Ever since 2005, Mooseman has signaled the beginning of tri season in New Hampshire for me. Normally, the ice is just barely gone and all you hear is people asking constantly what the water temperature is, which is usually in the low 50's only to warm up just barely enough by race day for us all not to freeze to death. I think the biggest irony of the weekend was the fact that the water in Newfound Lake was by far the warmest it's ever been for Mooseman, and yet this time the swim gets canceled. But I'll get to that...
On Friday afternoon I headed over to Wellington State Park to pick up my race number for the international distance race. This was the first time I've ever not done the half, and I must say that I don't really like doing the shorter of two races. It's no secret that the longer the race, the better I do. Actually, I should start considering double or triple ironmans, to be honest. But it was too soon after St. George to really be ready for the half, so the short version it was for me this time.
This was the first year that WTC, or the official Ironman people have owned and run Mooseman. I am going to have to say that the difference was clear immediately. I can't even really pinpoint what it was right away, but it just wasn't the same. The big "official" Ironman gear merchandise tent, the huge flatbed trucks taking up the parking lot they used to let the athletes park in, the 6 different tables you had to stop by in the registration tent to pick up various pieces of your packet, the lack of almost anything in the goodie bags... yep, it's not my race anymore. It's funny, when Ironman took over Timberman it didn't really bother me because that has always been a really big event and that's what I expect, so nothing really seems different. But Mooseman always felt like a smaller local race even though it was at least a little bigger than your typical little race, and I liked it that way. A lot of us liked it that way. It's not that way anymore.
But anyway, I got a shirt in my bag, and once again, thanks for mentioning that the shirts are women specific for the first time in the history of my racing and not letting me exchange it for one that might actually fit. It's actually a pretty cool shirt, too. Anyway... then I was back at home to rest for the remainder of the afternoon. One nice thing is being within 30 minutes of the race venue and still getting to sleep in my own bed. My friends and teammates Michelle and Trent stayed at the house with me, so we had a little pasta dinner on the porch and then went to bed early.
Race morning came awfully early. I was having a dream that I was watching a thunderstorm across a field and there was some nasty lightning. Then I woke up and found out I was dreaming that because there was, in fact, a nasty thunderstorm going on outside. Well, there's an interesting way for race morning to start. I admit I'm a bit obnoxious when it comes to race morning, and in a big race that I have to drive to and park, I want to be there right when the parking lot opens just to get that part out of the way. So we headed out at about 5am for the supposed 5:30 parking lot opening. It was pouring when we left Squam Lake, but not so bad when we got over to Newfound.

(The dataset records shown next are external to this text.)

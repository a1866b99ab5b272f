use serde::{Deserialize, Serialize};

use crate::constants::*;
use crate::error::SyncError;
use crate::types::BufferBinding;

/// Sync pipeline configuration
#[derive(Debug, Clone, PartialEq, Serialize, Deserialize)]
pub struct SyncConfig {
    /// Seconds to wait after allocating the channel before the first readback
    pub settle_delay_secs: f32,
    /// (x, y) frame correction added to every read-back position
    pub bias: [f32; 2],
    /// Vertices per parallel work unit
    pub batch_size: usize,
    /// Where the GPU stage finds the displacement buffer
    pub binding: BufferBinding,
    /// Fixed tick rate the host drives the sync at
    pub fixed_hz: f64,
}

impl Default for SyncConfig {
    fn default() -> Self {
        Self {
            settle_delay_secs: SETTLE_DELAY_SECS,
            bias: [BIAS_X, BIAS_Y],
            batch_size: BATCH_SIZE,
            binding: BufferBinding::default(),
            fixed_hz: FIXED_TICK_HZ,
        }
    }
}

impl SyncConfig {
    pub fn validate(&self) -> Result<(), SyncError> {
        if self.batch_size == 0 {
            return Err(SyncError::InvalidConfig("batch_size must be positive".into()));
        }
        if !self.settle_delay_secs.is_finite() || self.settle_delay_secs < 0.0 {
            return Err(SyncError::InvalidConfig(format!(
                "settle_delay_secs must be a finite, non-negative number (got {})",
                self.settle_delay_secs
            )));
        }
        if self.bias.iter().any(|b| !b.is_finite()) {
            return Err(SyncError::InvalidConfig(format!(
                "bias must be finite (got {:?})",
                self.bias
            )));
        }
        if !self.fixed_hz.is_finite() || self.fixed_hz <= 0.0 {
            return Err(SyncError::InvalidConfig(format!(
                "fixed_hz must be positive (got {})",
                self.fixed_hz
            )));
        }
        if self.binding.name.is_empty() {
            return Err(SyncError::InvalidConfig("binding name is empty".into()));
        }
        Ok(())
    }
}
pub mod config;
pub mod constants;
pub mod error;
pub mod topology;
pub mod types;

pub use config::SyncConfig;
pub use constants::*;
pub use error::SyncError;
pub use topology::*;
pub use types::*;
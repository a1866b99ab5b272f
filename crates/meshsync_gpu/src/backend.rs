use meshsync_core::{BufferBinding, Float3, SyncError};

/// Shape of the displacement buffer: one packed [`Float3`] per vertex
#[derive(Debug, Clone, PartialEq)]
pub struct BufferLayout {
    pub vertex_count: usize,
    pub stride: usize,
    pub binding: BufferBinding,
}

impl BufferLayout {
    pub fn new(vertex_count: usize, binding: BufferBinding) -> Self {
        Self {
            vertex_count,
            stride: std::mem::size_of::<Float3>(),
            binding,
        }
    }

    pub fn byte_size(&self) -> u64 {
        (self.vertex_count * self.stride) as u64
    }
}

/// Storage that the GPU stage writes and the CPU reads back.
///
/// Implementations do not interpret the contents: whatever was last written
/// (zeros before the first GPU write) is handed back unchanged.
pub trait DisplacementBackend: Send + Sync {
    /// Allocate the buffer and bind it where the GPU stage can find it
    fn allocate(&mut self, layout: &BufferLayout) -> Result<(), SyncError>;

    /// Blocking copy of the current buffer contents into `dst`.
    /// `dst.len()` always equals the allocated vertex count.
    fn read(&mut self, dst: &mut [Float3]) -> Result<(), SyncError>;

    /// Drop the buffer and unbind it. Must be a no-op when nothing is allocated.
    fn release(&mut self);

    fn is_bound(&self) -> bool;
}

impl<B: DisplacementBackend + ?Sized> DisplacementBackend for Box<B> {
    fn allocate(&mut self, layout: &BufferLayout) -> Result<(), SyncError> {
        (**self).allocate(layout)
    }

    fn read(&mut self, dst: &mut [Float3]) -> Result<(), SyncError> {
        (**self).read(dst)
    }

    fn release(&mut self) {
        (**self).release()
    }

    fn is_bound(&self) -> bool {
        (**self).is_bound()
    }
}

In years past when I have arrived at Mooseman upon the opening of the parking lot, I have gotten a great spot right in the park so that I can stumble over to the transition area in about 90 seconds. Well, thanks for mentioning that NONE of us were going to get to park there, but rather were all diverted to what used to be the late-comers parking in some field a mile down the road. A muddy field at that, which left me wondering if I was going to be able to get my car out later. So that irritated me a bit unreasonably. Apparently they never let anyone park at the Wellington lot the entire weekend. Not to pick up your numbers, not for the athlete's meeting, not for anything. I'm sorry, but a little warning might've been nice on that one, and it seems ridiculous to make everyone park so far away when LOTS of cars used to be able to park right there. Not only is it bad for athletes, but it's terrible for spectators as well. And had I known I'd be stuck parking that far away anyway, I would've left an hour later.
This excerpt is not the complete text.